Tuesday, July 29, 2008

Double Cross

Certainly you can trust your insurance carrier to keep your medical history secret, right? I mean, we have all these privacy laws that come with heavy penalties for breaching a confidence.

So what can happen when your medical records fall into the wrong hands?

It could affect your ability to get a job, a promotion or even a loan. There is also the possibility you could be a victim of medical identity theft.

So what happens when your carrier sends information on your medical health, complete with your Social Security number, to 202,000 people who are not you and have no right to your information?
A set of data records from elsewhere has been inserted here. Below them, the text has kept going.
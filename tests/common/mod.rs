// tests/common/mod.rs

//! Shared test utilities and helpers for integration tests.

#![allow(dead_code)]

use rbdeploy::deploy::{ArtifactReference, ArtifactSource, ChecksumManifest};
use rbdeploy::volume::TargetVolume;
use rbdeploy::{Error, Result};
use std::collections::BTreeMap;
use std::fs;
use std::io::{Cursor, Write};
use std::path::{Path, PathBuf};
use std::time::SystemTime;
use tempfile::TempDir;
use walkdir::WalkDir;
use zip::write::SimpleFileOptions;

pub const NIGHTLY_URL: &str =
    "https://download.example.org/daily/ipod6g/rockbox-ipod6g-20250822.zip";

/// Build a zip archive in memory; every name is used verbatim
pub fn zip_bytes(entries: &[(&str, &[u8])]) -> Vec<u8> {
    let mut writer = zip::ZipWriter::new(Cursor::new(Vec::new()));
    let options = SimpleFileOptions::default().compression_method(zip::CompressionMethod::Stored);
    for (name, data) in entries {
        writer.start_file(*name, options).unwrap();
        writer.write_all(data).unwrap();
    }
    writer.finish().unwrap().into_inner()
}

/// A build archive holding `files` under `.rockbox/`
pub fn build_archive(files: &[(&str, &[u8])]) -> Vec<u8> {
    let named: Vec<(String, &[u8])> = files
        .iter()
        .map(|(path, data)| (format!(".rockbox/{}", path), *data))
        .collect();
    let entries: Vec<(&str, &[u8])> = named.iter().map(|(n, d)| (n.as_str(), *d)).collect();
    zip_bytes(&entries)
}

/// A tar archive whose single entry name is written raw, bypassing the
/// builder's own path checks
pub fn raw_tar_bytes(name: &str, data: &[u8]) -> Vec<u8> {
    let mut builder = tar::Builder::new(Vec::new());
    let mut header = tar::Header::new_gnu();
    header.set_size(data.len() as u64);
    header.set_mode(0o644);
    header.set_entry_type(tar::EntryType::Regular);
    let raw = &mut header.as_old_mut().name;
    raw[..name.len()].copy_from_slice(name.as_bytes());
    header.set_cksum();
    builder.append(&header, data).unwrap();
    builder.into_inner().unwrap()
}

/// Artifact source serving fixed bytes and an optional manifest
pub struct MemorySource {
    pub bytes: Vec<u8>,
    pub manifest: Option<String>,
}

impl MemorySource {
    pub fn new(bytes: Vec<u8>) -> Self {
        Self {
            bytes,
            manifest: None,
        }
    }

    /// Publish a `sha256sum`-style manifest line for `artifact_name`
    pub fn with_manifest_for(mut self, artifact_name: &str, digest_hex: &str) -> Self {
        self.manifest = Some(format!("{}  {}\n", digest_hex, artifact_name));
        self
    }
}

impl ArtifactSource for MemorySource {
    fn fetch(&self, _reference: &ArtifactReference) -> Result<Vec<u8>> {
        Ok(self.bytes.clone())
    }

    fn fetch_manifest(&self, _reference: &ArtifactReference) -> Result<Option<ChecksumManifest>> {
        Ok(self
            .manifest
            .as_ref()
            .map(|text| ChecksumManifest::parse("memory://SHA256SUMS", text)))
    }
}

/// Source whose every request fails like an unreachable mirror
pub struct OfflineSource;

impl ArtifactSource for OfflineSource {
    fn fetch(&self, reference: &ArtifactReference) -> Result<Vec<u8>> {
        Err(Error::DownloadError(format!(
            "Failed to fetch {}: connection refused",
            reference.locator
        )))
    }

    fn fetch_manifest(&self, _reference: &ArtifactReference) -> Result<Option<ChecksumManifest>> {
        Ok(None)
    }
}

/// A scratch volume; keep the TempDir alive for the duration of the test
pub fn setup_volume() -> (TempDir, TargetVolume) {
    let temp = TempDir::new().unwrap();
    let volume = TargetVolume::new(temp.path());
    (temp, volume)
}

/// Write `files` below `root`, creating parents
pub fn write_tree(root: &Path, files: &[(&str, &[u8])]) {
    for (path, data) in files {
        let full = root.join(path);
        fs::create_dir_all(full.parent().unwrap()).unwrap();
        fs::write(full, data).unwrap();
    }
}

/// Every regular file below `root` with its contents, keyed by relative path
pub fn read_tree(root: &Path) -> BTreeMap<PathBuf, Vec<u8>> {
    if !root.exists() {
        return BTreeMap::new();
    }
    WalkDir::new(root)
        .min_depth(1)
        .into_iter()
        .map(|e| e.unwrap())
        .filter(|e| e.file_type().is_file())
        .map(|e| {
            let rel = e.path().strip_prefix(root).unwrap().to_path_buf();
            (rel, fs::read(e.path()).unwrap())
        })
        .collect()
}

/// Modification time of every entry below `root`
pub fn mtimes(root: &Path) -> BTreeMap<PathBuf, SystemTime> {
    if !root.exists() {
        return BTreeMap::new();
    }
    WalkDir::new(root)
        .into_iter()
        .map(|e| e.unwrap())
        .map(|e| {
            let rel = e.path().strip_prefix(root).unwrap().to_path_buf();
            (rel, e.metadata().unwrap().modified().unwrap())
        })
        .collect()
}

/// Names in a directory, sorted; empty when it doesn't exist
pub fn dir_names(dir: &Path) -> Vec<String> {
    let Ok(entries) = fs::read_dir(dir) else {
        return Vec::new();
    };
    let mut names: Vec<String> = entries
        .map(|e| e.unwrap().file_name().to_string_lossy().into_owned())
        .collect();
    names.sort();
    names
}

pub fn tree(files: &[(&str, &[u8])]) -> BTreeMap<PathBuf, Vec<u8>> {
    files
        .iter()
        .map(|(p, d)| (PathBuf::from(p), d.to_vec()))
        .collect()
}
The error occurred statewide and affected both employer and individual health benefit plans. The company has many state employees and schoolteachers as members, as well as large and small corporate customers. Blue Cross declined to identify large employers that it serves.

This may not be the only breach.

A thick stack of paperwork from Blue Cross of Georgia arrived at the Portland home of a KOIN News 6 employee. Many national and international corporations are based in Georgia, some of which have branches in Oregon, but provide insurance from Georgia-based insurance companies.

It is possible the two are related, but we cannot tell at this point.

Oxendine said he ordered the company to provide free credit monitoring for affected patients for one year. Blue Cross also must give written notice to policyholders whose names were on the EOBs and compile a list of names of those who erroneously received the forms.

While a noble gesture, I am not sure the credit bureau's track medical identity theft.